Cooling Coil (CC) Apparatus Dew Point (ADP) and CC Bypass Factor (BF) were not considered in the previous case. BF is a ratio of the quantity of air that passes through the coil without coming into contact with the coil cooling or heating surface to the quantity of air that is cooled by the coil surface. BF = 0.2 means that 20% of the air passing through the coil was not heated or cooled. ADP is the coil (average contact surface) temperature. If the ADP is 55^{o}F and BF = 0 (100% efficiency), the air can be cooled to 55^{o}F. If the BF = 0.2, ADP = 55^{o}F and the coil entering DB is 85^{o}F, the average temperature of the air leaving the coil will not reach 55^{o}F. It is going to be approximately 55 + BF * (85 - 55) = 61^{o}F. So to get an coil leaving air temperature of 55^{o}F with a coil BF of 0.2, the ADP has to be about 50^{o}F.

A coil is made up of tubes through which passes Hot Water (HW) for heating or Chilled Water (CHW) for cooling. There is heat transfer from the HW or CHW to the air passing over it. The tubes do not provide enough surface area to transfer heat from the HW or CHW to the air. To increase the surface area of the coil, fins (typically aluminum) are attached to the tubes (typically copper). The greater the number of rows of tubes (varies from 1 to 10) and fins per inch (varies from 6 to 14) the greater the amount of surface are between air and water. The greater the number of tubes the greater the water pressure drop (PD) and subsequently pump horsepower required. The greater the number of tubes and fins per inch the greater the air pressure drop (PD) and subsequently fan horsepower required.

In the example the Cooling Coil (CC) Entering Air Temp (EAT) is 85oF and the required Leaving Air Temp (LAT) was 55oF but this had to be lowered to 47^{o}F in order to remove enough moisture to offset the room LHG. So the coil ADP has to be less than 47^{o}F. If the coil ADP = 44^{o}F, then what is the coil BF?

BF = ( LAT - ADP ) / ( EAT - ADP ) = (47-44)/(85-44) = 0.075. The coil is 92.5% efficient.
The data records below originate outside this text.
use egui::{Response, Slider, Ui};
use shadow_engine::SlotDef;

/// A `title:value` line (plus the slot's unit suffix) above a full-width
/// slider bound to `value`.
pub fn labeled_slider(ui: &mut Ui, slot: &SlotDef, value: &mut f32) -> Response {
    ui.vertical(|ui| {
        ui.label(format!("{}:{:?}{}", slot.label(), value, slot.unit_suffix()));

        ui.scope(|ui| {
            ui.spacing_mut().slider_width = ui.available_width();

            let mut slider = Slider::new(value, slot.range()).show_value(false);
            let step = slot.extended.step();
            if step > 0.0 {
                slider = slider.step_by(step as f64);
            }

            let response = ui.add(slider);
            if slot.common.tooltip.is_empty() {
                response
            } else {
                response.on_hover_text(slot.common.tooltip.as_str())
            }
        })
        .inner
    })
    .inner
}
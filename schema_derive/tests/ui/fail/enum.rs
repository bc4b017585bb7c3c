#![allow(dead_code)]

use param_schema_derive::ParamSchema;

#[derive(ParamSchema)]
enum BlurKind {
    Soft,
    Hard,
}

fn main() {}
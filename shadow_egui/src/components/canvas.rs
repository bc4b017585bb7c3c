use egui::epaint::RectShape;
use egui::{Color32, CornerRadius, Pos2, Shape, pos2};
use shadow_engine::{BlurStyle, Canvas, Paint, Rect, Rgba, Vector};

/// Collects egui shapes for draw calls made relative to a view's top-left.
pub struct ShapeCanvas {
    origin: Pos2,
    shapes: Vec<Shape>,
}

impl ShapeCanvas {
    pub fn new(origin: Pos2) -> Self {
        Self {
            origin,
            shapes: Vec::new(),
        }
    }

    pub fn into_shapes(self) -> Vec<Shape> {
        self.shapes
    }
}

impl Canvas for ShapeCanvas {
    fn draw_round_rect(&mut self, rect: Rect, radius_x: f32, radius_y: f32, paint: &Paint) {
        let rect = rect.translate(Vector::new(self.origin.x, self.origin.y));
        let rect = egui::Rect::from_min_max(pos2(rect.min.x, rect.min.y), pos2(rect.max.x, rect.max.y));

        // egui corners are circular
        let mut shape = RectShape::filled(
            rect,
            corner_radius(radius_x.min(radius_y)),
            to_color32(paint.color),
        );

        if let Some(filter) = paint.mask_filter {
            if filter.style != BlurStyle::Normal {
                log::debug!("{:?} blur drawn as normal blur", filter.style);
            }
            shape = shape.with_blur_width(blur_width(filter.radius));
        }

        self.shapes.push(Shape::Rect(shape));
    }
}

pub fn to_color32(color: Rgba) -> Color32 {
    let c = color.to_rgba8();
    Color32::from_rgba_unmultiplied(c.r, c.g, c.b, c.a)
}

pub fn corner_radius(radius: f32) -> CornerRadius {
    CornerRadius::same(radius.round().clamp(0.0, u8::MAX as f32) as u8)
}

/// egui's blur width spans both sides of the edge, a mask radius only one.
pub fn blur_width(radius: f32) -> f32 {
    2.0 * radius.abs()
}
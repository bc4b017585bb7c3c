use proc_macro::TokenStream;
use quote::quote;
use syn::{Data, DeriveInput, Expr, Fields, LitStr, Type, parse_macro_input};

/// Derives `shadow_engine::traits::Schema` and `Default` for a struct of
/// `f32` parameters.
///
/// Field attributes:
/// - `#[label("Blur Radius")]` text shown next to the slider, defaults to the field name
/// - `#[meta(FloatRange { .. })]` range metadata, also supplies the default value
/// - `#[tooltip("..")]` hover text
#[proc_macro_derive(ParamSchema, attributes(label, meta, tooltip))]
pub fn derive_param_schema(input: TokenStream) -> TokenStream {
    let input = parse_macro_input!(input as DeriveInput);
    match derive_schema_impl(input) {
        Ok(tokens) => tokens,
        Err(e) => e.to_compile_error().into(),
    }
}

struct FieldAttrs {
    label: Option<LitStr>,
    meta: Option<Expr>,
    tooltip: Option<LitStr>,
}

fn parse_field_attrs(field: &syn::Field) -> syn::Result<FieldAttrs> {
    let mut out = FieldAttrs {
        label: None,
        meta: None,
        tooltip: None,
    };

    for attr in &field.attrs {
        if attr.path().is_ident("label") {
            out.label = Some(attr.parse_args()?);
        } else if attr.path().is_ident("meta") {
            out.meta = Some(attr.parse_args()?);
        } else if attr.path().is_ident("tooltip") {
            out.tooltip = Some(attr.parse_args()?);
        }
    }

    Ok(out)
}

fn is_f32(ty: &Type) -> bool {
    matches!(ty, Type::Path(p) if p.qself.is_none() && p.path.is_ident("f32"))
}

fn derive_schema_impl(input: DeriveInput) -> syn::Result<TokenStream> {
    let name = &input.ident;

    const NAMED_ONLY: &str = "ParamSchema can only be derived for structs with named fields";

    let fields = match &input.data {
        Data::Struct(data) => match &data.fields {
            Fields::Named(fields) => &fields.named,
            Fields::Unnamed(fields) => return Err(syn::Error::new_spanned(fields, NAMED_ONLY)),
            Fields::Unit => return Err(syn::Error::new_spanned(name, NAMED_ONLY)),
        },
        Data::Enum(_) | Data::Union(_) => {
            return Err(syn::Error::new_spanned(
                name,
                "ParamSchema can only be derived for structs",
            ));
        }
    };

    let mut field_names = Vec::new();
    let mut slot_defs = Vec::new();
    let mut defaults = Vec::new();

    for field in fields {
        if !is_f32(&field.ty) {
            return Err(syn::Error::new_spanned(
                &field.ty,
                "ParamSchema fields must be f32",
            ));
        }

        let Some(ident) = &field.ident else {
            return Err(syn::Error::new_spanned(field, "expected a named field"));
        };
        let name_str = ident.to_string();
        let attrs = parse_field_attrs(field)?;

        let label = attrs
            .label
            .map(|l| l.value())
            .unwrap_or_else(|| name_str.clone());
        let tooltip = attrs.tooltip.map(|t| t.value()).unwrap_or_default();
        let meta = match attrs.meta {
            Some(expr) => quote! { ::shadow_engine::ExtendedMetadata::from(#expr) },
            None => quote! { ::shadow_engine::ExtendedMetadata::None },
        };

        slot_defs.push(quote! {
            {
                let mut slot = ::shadow_engine::SlotDef::with_metadata(#name_str, #meta);
                slot.set_label(#label);
                slot.set_tooltip(#tooltip);
                slot
            }
        });
        defaults.push(quote! { #meta.default_value() });
        field_names.push(ident);
    }

    let indices: Vec<usize> = (0..field_names.len()).collect();

    let schema_impl = quote! {
        impl ::shadow_engine::traits::Schema for #name {
            fn fields() -> ::std::vec::Vec<::shadow_engine::SlotDef> {
                ::std::vec![
                    #( #slot_defs, )*
                ]
            }

            fn get(&self, index: usize) -> ::std::option::Option<f32> {
                match index {
                    #( #indices => ::std::option::Option::Some(self.#field_names), )*
                    _ => ::std::option::Option::None,
                }
            }

            fn get_mut(&mut self, index: usize) -> ::std::option::Option<&mut f32> {
                match index {
                    #( #indices => ::std::option::Option::Some(&mut self.#field_names), )*
                    _ => ::std::option::Option::None,
                }
            }
        }
    };

    let default_impl = quote! {
        impl ::std::default::Default for #name {
            fn default() -> Self {
                Self {
                    #( #field_names: #defaults, )*
                }
            }
        }
    };

    Ok(quote! {
        #schema_impl
        #default_impl
    }
    .into())
}
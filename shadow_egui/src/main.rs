mod app;
mod components;
mod consts;
mod keybinds;
mod logging;

use anyhow::anyhow;

use crate::app::ShadowApp;
use crate::consts::window;

fn main() -> anyhow::Result<()> {
    if logging::init(log::LevelFilter::Info).is_err() {
        eprintln!("Logging failed to start.");
    }

    let options = eframe::NativeOptions {
        viewport: egui::ViewportBuilder::default()
            .with_title(window::TITLE)
            .with_inner_size(window::INNER_SIZE)
            .with_min_inner_size(window::MIN_INNER_SIZE),
        ..Default::default()
    };

    log::info!("starting {}", window::TITLE);
    eframe::run_native(
        window::TITLE,
        options,
        Box::new(|cc| Ok(Box::new(ShadowApp::new(cc)))),
    )
    .map_err(|e| anyhow!("eframe exited with an error: {e}"))
}
use std::sync::mpsc::{self, Receiver, Sender};

use shadow_engine::history::{Event, Message, Mutation};
use shadow_engine::{Engine, EngineDescriptor, Section};

struct TestMessages {
    rx: Receiver<Message>,
}

impl TestMessages {
    fn new() -> (Self, Sender<Message>) {
        let (tx, rx) = mpsc::channel();
        (Self { rx }, tx)
    }

    fn drain(&self) -> Vec<Message> {
        self.rx.try_iter().collect()
    }

    fn clear(&self) {
        while self.rx.try_recv().is_ok() {}
    }
}

fn engine_with_messages() -> (Engine, TestMessages) {
    let (messages, tx) = TestMessages::new();
    let engine = Engine::init(EngineDescriptor {
        on_message: Some(Box::new(move |msg| {
            tx.send(msg).unwrap();
        })),
    });
    (engine, messages)
}

#[test]
fn slider_edit_emits_mutation_then_changed() {
    let (mut engine, messages) = engine_with_messages();
    messages.clear();

    engine.edit_section(Section::Shadow, |slot, value| {
        if slot.name() == "blur_radius" {
            *value = 40.0;
        }
    });

    let msgs = messages.drain();
    assert_eq!(msgs.len(), 2);
    assert_eq!(
        msgs[0],
        Message::Mutation(Mutation::SetParam {
            section: Section::Shadow,
            slot: 4,
            old_value: 22.0,
            new_value: 40.0,
        })
    );
    assert_eq!(msgs[1], Message::Event(Event::ShadowChanged));
}

#[test]
fn no_messages_when_value_unchanged() {
    let (mut engine, messages) = engine_with_messages();
    messages.clear();

    // Fresh engine already holds the defaults
    engine.edit_section(Section::Geometry, |slot, value| {
        *value = slot.default_value();
    });
    engine.set_param(Section::ShadowColor, 3, 1.0).unwrap();

    let msgs = messages.drain();
    assert!(msgs.is_empty(), "Expected no messages, got {:?}", msgs);
}

#[test]
fn undo_emits_inverse_mutation() {
    let (mut engine, messages) = engine_with_messages();
    engine.set_param(Section::Geometry, 1, 40.0).unwrap();
    messages.clear();

    assert!(engine.undo());

    let msgs = messages.drain();
    assert_eq!(
        msgs,
        vec![
            Message::Mutation(Mutation::SetParam {
                section: Section::Geometry,
                slot: 1,
                old_value: 40.0,
                new_value: 22.0,
            }),
            Message::Event(Event::Undone),
            Message::Event(Event::ShadowChanged),
        ]
    );
}

#[test]
fn reset_emits_reset_event() {
    let (mut engine, messages) = engine_with_messages();
    engine.set_param(Section::Shadow, 3, 0.0).unwrap();
    messages.clear();

    engine.reset();

    let msgs = messages.drain();
    assert!(matches!(msgs[0], Message::Mutation(Mutation::Reset { .. })));
    assert!(msgs.contains(&Message::Event(Event::ResetToDefaults)));
    assert_eq!(msgs.last(), Some(&Message::Event(Event::ShadowChanged)));
}
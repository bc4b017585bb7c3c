mod controls;
mod debug;

pub use controls::show_controls;
pub use debug::show_debug_window;
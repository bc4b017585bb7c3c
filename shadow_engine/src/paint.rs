use crate::color::Rgba;
use crate::geometry::Rect;

/// How a blur mask treats the inside and outside of the painted shape.
#[derive(Debug, Clone, Copy, PartialEq, Eq, Default)]
pub enum BlurStyle {
    /// Blur inside and outside the edge.
    #[default]
    Normal,
    /// Solid inside, blurred outside.
    Solid,
    /// Nothing inside, blurred outside.
    Outer,
    /// Blurred inside, nothing outside.
    Inner,
}

/// A blur applied to the alpha mask of a fill before compositing.
#[derive(Debug, Clone, Copy, PartialEq)]
pub struct BlurMaskFilter {
    pub radius: f32,
    pub style: BlurStyle,
}

impl BlurMaskFilter {
    pub const fn new(radius: f32, style: BlurStyle) -> Self {
        Self { radius, style }
    }
}

#[derive(Debug, Clone, Copy, PartialEq, Default)]
pub struct Paint {
    pub color: Rgba,
    pub mask_filter: Option<BlurMaskFilter>,
}

impl Paint {
    pub fn new(color: Rgba) -> Self {
        Self {
            color,
            mask_filter: None,
        }
    }

    pub fn with_mask_filter(mut self, filter: BlurMaskFilter) -> Self {
        self.mask_filter = Some(filter);
        self
    }
}

/// Drawing surface supplied by the host toolkit.
///
/// Coordinates are relative to the top-left of the view being decorated.
pub trait Canvas {
    fn draw_round_rect(&mut self, rect: Rect, radius_x: f32, radius_y: f32, paint: &Paint);
}

#[derive(Debug, Clone, PartialEq)]
pub enum DrawCommand {
    RoundRect {
        rect: Rect,
        radius_x: f32,
        radius_y: f32,
        paint: Paint,
    },
}

/// A canvas that keeps every draw call in order instead of rasterizing it.
#[derive(Debug, Clone, Default)]
pub struct RecordingCanvas {
    commands: Vec<DrawCommand>,
}

impl RecordingCanvas {
    pub fn new() -> Self {
        Self::default()
    }

    pub fn commands(&self) -> &[DrawCommand] {
        &self.commands
    }
}

impl Canvas for RecordingCanvas {
    fn draw_round_rect(&mut self, rect: Rect, radius_x: f32, radius_y: f32, paint: &Paint) {
        self.commands.push(DrawCommand::RoundRect {
            rect,
            radius_x,
            radius_y,
            paint: *paint,
        });
    }
}

impl<C: Canvas + ?Sized> Canvas for &mut C {
    fn draw_round_rect(&mut self, rect: Rect, radius_x: f32, radius_y: f32, paint: &Paint) {
        (**self).draw_round_rect(rect, radius_x, radius_y, paint);
    }
}
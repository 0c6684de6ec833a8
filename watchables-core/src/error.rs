//! Error taxonomy for the reactive core.
//!
//! Every error here is programmer-visible; there is no silent recovery.
//! `ReadDuringDirtyDispatch` and `ComputationFailure` surface through
//! [`crate::Watchable::read`]; `MutationAlreadyConsumed` surfaces through
//! [`crate::Mutator`] methods.

use thiserror::Error;

/// Errors raised by the reactive core.
#[derive(Debug, Error, Clone, PartialEq, Eq)]
pub enum WatchableError {
    /// A `read()` was attempted while a dirty notification was being
    /// dispatched anywhere in the graph (spec invariant `DirtyBeforeRead`).
    #[error("read() called while a dirty notification is being dispatched")]
    ReadDuringDirtyDispatch,

    /// A [`crate::Mutator`] stage (`perform`, `signal`, or `commit`) was
    /// invoked more than once, or `commit` was invoked after a stage had
    /// already run individually.
    #[error("mutator stage already consumed")]
    MutationAlreadyConsumed,

    /// A `compute` closure panicked during recomputation. The derived
    /// value is left dirty so the next `read` retries.
    #[error("compute closure panicked: {0}")]
    ComputationFailure(String),
}

/// Convenience alias used throughout the crate.
pub type WatchableResult<T> = Result<T, WatchableError>;

/// Extracts a human-readable message from a caught panic payload.
pub(crate) fn panic_message(payload: Box<dyn std::any::Any + Send>) -> String {
    if let Some(s) = payload.downcast_ref::<&str>() {
        (*s).to_string()
    } else if let Some(s) = payload.downcast_ref::<String>() {
        s.clone()
    } else {
        "non-string panic payload".to_string()
    }
}
#[cfg(test)]
mod tests {
    use super::*;
    use crate::field::Field;
    use std::cell::Cell as StdCell;

    #[test]
    fn basic_propagation() {
        let f = Field::new(0);
        let f_clone = f.clone();
        let d = DerivedValue::new(move |watch, _prev| Ok(watch.watch(&f_clone)? * 2));

        assert_eq!(d.read().unwrap(), 0);
        f.set(3).commit().unwrap();
        assert_eq!(d.read().unwrap(), 6);
    }

    #[test]
    fn zero_dependency_derived_computes_once() {
        let calls = Rc::new(StdCell::new(0));
        let calls_clone = calls.clone();
        let d = DerivedValue::new(move |_watch, _prev| {
            calls_clone.set(calls_clone.get() + 1);
            Ok(42)
        });
        assert_eq!(d.read().unwrap(), 42);
        assert_eq!(d.read().unwrap(), 42);
        assert_eq!(d.read().unwrap(), 42);
        assert_eq!(calls.get(), 1);
    }

    #[test]
    fn fast_path_skips_compute_when_nothing_changed() {
        let f = Field::new(1);
        let calls = Rc::new(StdCell::new(0));
        let calls_clone = calls.clone();
        let f_clone = f.clone();
        let d = DerivedValue::new(move |watch, _prev| {
            calls_clone.set(calls_clone.get() + 1);
            Ok(watch.watch(&f_clone)?)
        });

        assert_eq!(d.read().unwrap(), 1);
        assert_eq!(calls.get(), 1);

        // Setting the field to its own value is a complete no-op: no
        // dirty broadcast, so the derived value's dirty bit never flips.
        f.set(1).commit().unwrap();
        assert_eq!(d.read().unwrap(), 1);
        assert_eq!(calls.get(), 1);
    }

    #[test]
    fn diamond_dependency_recomputes_consistently() {
        let s0 = Field::new(1);
        let s0a = s0.clone();
        let s1 = DerivedValue::new(move |w, _| w.watch(&s0a));

        let s0b = s0.clone();
        let s1a = s1.clone();
        let s2 = DerivedValue::new(move |w, _| Ok(w.watch(&s0b)? + w.watch::<i32, _>(&s1a)?));

        let s0c = s0.clone();
        let s1b = s1.clone();
        let s2a = s2.clone();
        let s3 = DerivedValue::new(move |w, _| {
            Ok(w.watch(&s0c)? + w.watch::<i32, _>(&s1b)? + w.watch::<i32, _>(&s2a)?)
        });

        let s0d = s0.clone();
        let s1c = s1.clone();
        let s2b = s2.clone();
        let s3a = s3.clone();
        let s4 = DerivedValue::new(move |w, _| {
            Ok(w.watch(&s0d)?
                + w.watch::<i32, _>(&s1c)?
                + w.watch::<i32, _>(&s2b)?
                + w.watch::<i32, _>(&s3a)?)
        });

        assert_eq!(s4.read().unwrap(), 8);

        let changes = Rc::new(StdCell::new(0));
        let changes_clone = changes.clone();
        let s4_for_listener = s4.clone();
        let observed: Rc<RefCell<Option<i32>>> = Rc::new(RefCell::new(None));
        let observed_clone = observed.clone();
        let change_listener: Listener = Rc::new(move || {
            changes_clone.set(changes_clone.get() + 1);
            *observed_clone.borrow_mut() = Some(s4_for_listener.read().unwrap());
        });
        let _h = s4.subscribe_change(&change_listener);

        s0.set(2).commit().unwrap();
        assert_eq!(changes.get(), 1);
        assert_eq!(*observed.borrow(), Some(16));
        assert_eq!(s4.read().unwrap(), 16);
    }

    #[test]
    fn computation_failure_leaves_derived_dirty_for_retry() {
        let should_panic = Rc::new(StdCell::new(true));
        let should_panic_clone = should_panic.clone();
        let d: DerivedValue<i32> = DerivedValue::new(move |_w, _prev| {
            if should_panic_clone.get() {
                panic!("boom");
            }
            Ok(7)
        });

        let err = d.read().unwrap_err();
        assert!(matches!(err, WatchableError::ComputationFailure(_)));

        should_panic.set(false);
        assert_eq!(d.read().unwrap(), 7);
    }

    #[test]
    fn read_during_dirty_dispatch_fails() {
        let f = Field::new(0);
        let f_clone = f.clone();
        let d = DerivedValue::new(move |w, _| w.watch(&f_clone));
        d.read().unwrap();

        let d_clone = d.clone();
        let observed = Rc::new(StdCell::new(false));
        let observed_clone = observed.clone();
        let listener: Listener = Rc::new(move || {
            observed_clone.set(d_clone.read().is_err());
        });
        let _h = f.subscribe_dirty(&listener);

        f.set(1).commit().unwrap();
        assert!(observed.get());
    }
}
This requires a high number of rows and fins per inch (FPI).

For a pressurized office building with 1 person per 150 ft2 and no infiltration, the room LHG due to people is low and the percent outdoor air is usually between 10% and 20%. Unless there are internal processes (kitchenettes, etc) that add latent heat, a cooling supply air of 55^{o}F is usually adequate to remove the room LHG and no reheat is required. The coil ADP in such a case is usually about 53^{o}F.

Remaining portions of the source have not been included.